At present, sources of interfering electrical noise in a facility must be detected using a time-consuming trial-and-error approach. It is expensive because resolving such problems is often performed by independent electrical noise consultants contracted on a daily basis. Current techniques for detecting and determining the direction of EM signal sources generally involve the use of large and unwieldy directional antennas having diameters of many meters or the use of antenna arrays. In practice, the large size of a directional antenna renders impractical obtaining the source direction from very low-frequency signals (hertz to kilohertz range) such as the electrical noise harmonics that commonly emanate from the power supplies of electronic systems.

In addition, common antennas and receivers for detecting EM signals are usually designed only to capture the electric-field component of the signal. Since electromagnetic waves are characterized by both electric and magnetic field potentially significant information is lost.


The LLNL approach uses both the electric and magnetic components of an electromagnetic wave, which provides information about the direction of wave emanation as well as the flux of energy in the wave. This new, potentially portable technology is intended to identify and locate low-frequency electromagnetic noise sources in order to take off-line or quickly isolate and repair the interfering electrical/electronic equipment operating in buildings, factories and large commercial facilities. The technology will also have application relating to locating general EM signal sources having frequencies falling within the operational bandwidth of the receiver.


  • Directionality can be readily determined
  • Potentially highly portable
  • Diagnostic tool rather than trial and error method
  • Locate lower frequency (e.g., power-line frequency and associated harmonics) electrical interference noise sources in complex electrical/electronic environments.
  • Locate non-noise sources that have frequency components falling within the operational bandwidth of the receiver.
Potential Applications

Electrical noise detection and elimination as well as non-noise signal location has commercial, law enforcement and military applications

Specifically, the features and benefits to the applications are listed below.

The ability to measure both the electric and magnetic field of an electromagnetic wave does not require the antenna size to be comparable to the wavelength of the signal being acquired and makes possible low frequency noise directionality applications and portability.

The technique allows the separation and identification of different frequency sources through signal analysis so that the direction of signals that even overlap in frequency can be isolated from each other.

The antennas are omni-directional allowing:

  • All signals in a given frequency range to be captured
  • Intermittent noise or signals of interest are not missed as is the case when using directional antennas pointed in the wrong direction.
  • Moving sources can be tracked without re-orienting the receiver.

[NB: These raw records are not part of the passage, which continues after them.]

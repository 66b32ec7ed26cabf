//! Entry point for callers: resolves the selected backend per call and runs
//! the matching task orchestrator.

use std::{sync::Arc, time::Duration};

use tracing::{debug, info, instrument, warn};

use crate::backend::{GeminiClient, LanguageModel, LocalModel};
use crate::config::{AgentConfig, Prompts};
use crate::domain::{AnswerEvaluation, ExamQuestion, TaskKind, TaskOutcome, TaskRequest, VocabularyCard};
use crate::error::TutorError;
use crate::settings::{BackendChoice, BackendSettings, ModelBackend, SettingsHandle};
use crate::tasks;

#[derive(Clone)]
pub struct Tutor {
  settings: SettingsHandle,
  local: LocalModel,
  cloud: GeminiClient,
  prompts: Arc<Prompts>,
}

impl Tutor {
  pub fn new(settings: SettingsHandle, local: LocalModel, cloud: GeminiClient, prompts: Prompts) -> Self {
    Self { settings, local, cloud, prompts: Arc::new(prompts) }
  }

  /// Build clients and the initial selection from configuration. An unknown
  /// backend identifier is a configuration error.
  pub fn from_config(cfg: &AgentConfig) -> Result<Self, TutorError> {
    let choice = match cfg.backend.selected.as_deref() {
      Some(id) => id.parse::<BackendChoice>()?,
      None => BackendChoice::Local,
    };
    let initial = BackendSettings::new(choice, cfg.backend.api_key.clone());
    if choice.is_cloud() && !initial.has_credential() {
      warn!(target: "vocab_tutor", backend = %choice, "Cloud backend selected without a usable API key");
    }

    let local = LocalModel::new(&cfg.local.base_url, &cfg.local.model, Duration::from_secs(cfg.local.timeout_secs))?;
    let cloud = GeminiClient::new(&cfg.cloud.base_url, Duration::from_secs(cfg.cloud.timeout_secs))?;
    info!(
      target: "vocab_tutor",
      backend = %choice,
      local_url = %local.base_url(),
      cloud_url = %cloud.base_url(),
      "Tutor configured"
    );
    Ok(Self::new(SettingsHandle::new(initial), local, cloud, cfg.prompts.clone()))
  }

  pub fn settings(&self) -> &SettingsHandle {
    &self.settings
  }

  pub fn prompts(&self) -> &Prompts {
    &self.prompts
  }

  /// Read the selection now and bind the matching model.
  async fn model(&self) -> Result<Box<dyn LanguageModel>, TutorError> {
    let backend = self.settings.snapshot().await.resolve()?;
    debug!(target: "vocab_tutor", ?backend, "Backend resolved");
    Ok(match backend {
      ModelBackend::OnDevice => Box::new(self.local.clone()),
      ModelBackend::CloudApi { name, credential } => Box::new(self.cloud.model(&name, &credential)?),
    })
  }

  #[instrument(level = "info", skip(self, query), fields(query_len = query.len()))]
  pub async fn lookup(&self, query: &str) -> Result<VocabularyCard, TutorError> {
    let model = self.model().await?;
    tasks::lookup(model.as_ref(), &self.prompts, query).await
  }

  #[instrument(level = "info", skip(self, words), fields(words = words.len()))]
  pub async fn generate_exam(&self, words: &[String]) -> Result<Vec<ExamQuestion>, TutorError> {
    let model = self.model().await?;
    tasks::generate_exam(model.as_ref(), &self.prompts, words).await
  }

  #[instrument(level = "info", skip_all)]
  pub async fn evaluate_answer(&self, question: &str, expected: &str, answer: &str) -> Result<AnswerEvaluation, TutorError> {
    let model = self.model().await?;
    tasks::evaluate_answer(model.as_ref(), &self.prompts, question, expected, answer).await
  }

  pub async fn run(&self, request: TaskRequest) -> Result<TaskOutcome, TutorError> {
    match request.kind {
      TaskKind::Lookup => self.lookup(&request.query).await.map(TaskOutcome::Card),
      TaskKind::ExamGeneration { words } => self.generate_exam(&words).await.map(TaskOutcome::Exam),
      TaskKind::AnswerEvaluation { question, expected_answer, user_answer } => self
        .evaluate_answer(&question, &expected_answer, &user_answer)
        .await
        .map(TaskOutcome::Evaluation),
    }
  }
}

Directionality can be obtained entirely through the analysis of acquired signal and not by a hands-on re-orienting of an antenna during signal acquisition. This allows signal direction to be obtained either in real time or by post-processing of saved digital signal data and the passive acquisition of data in remote environments without human involvement.

Development Status

Initial field testing has identified noise signals from a power generator and load providing directional information about the noise source. These tests have made apparent the advantages of measuring both the electric and magnetic fields of a signal. Further development is needed to scale down the electric- and magnetic-field antennas, the receiver and the processing hardware to a convenient level of portability (e.g., handheld).

The analysis technique has been developed through subsequent detailed computer simulations of noise and signal sources, but is still in development and can benefit from signal processing and optimization development.

The method and apparatus described is described in US Patent 7,440,858.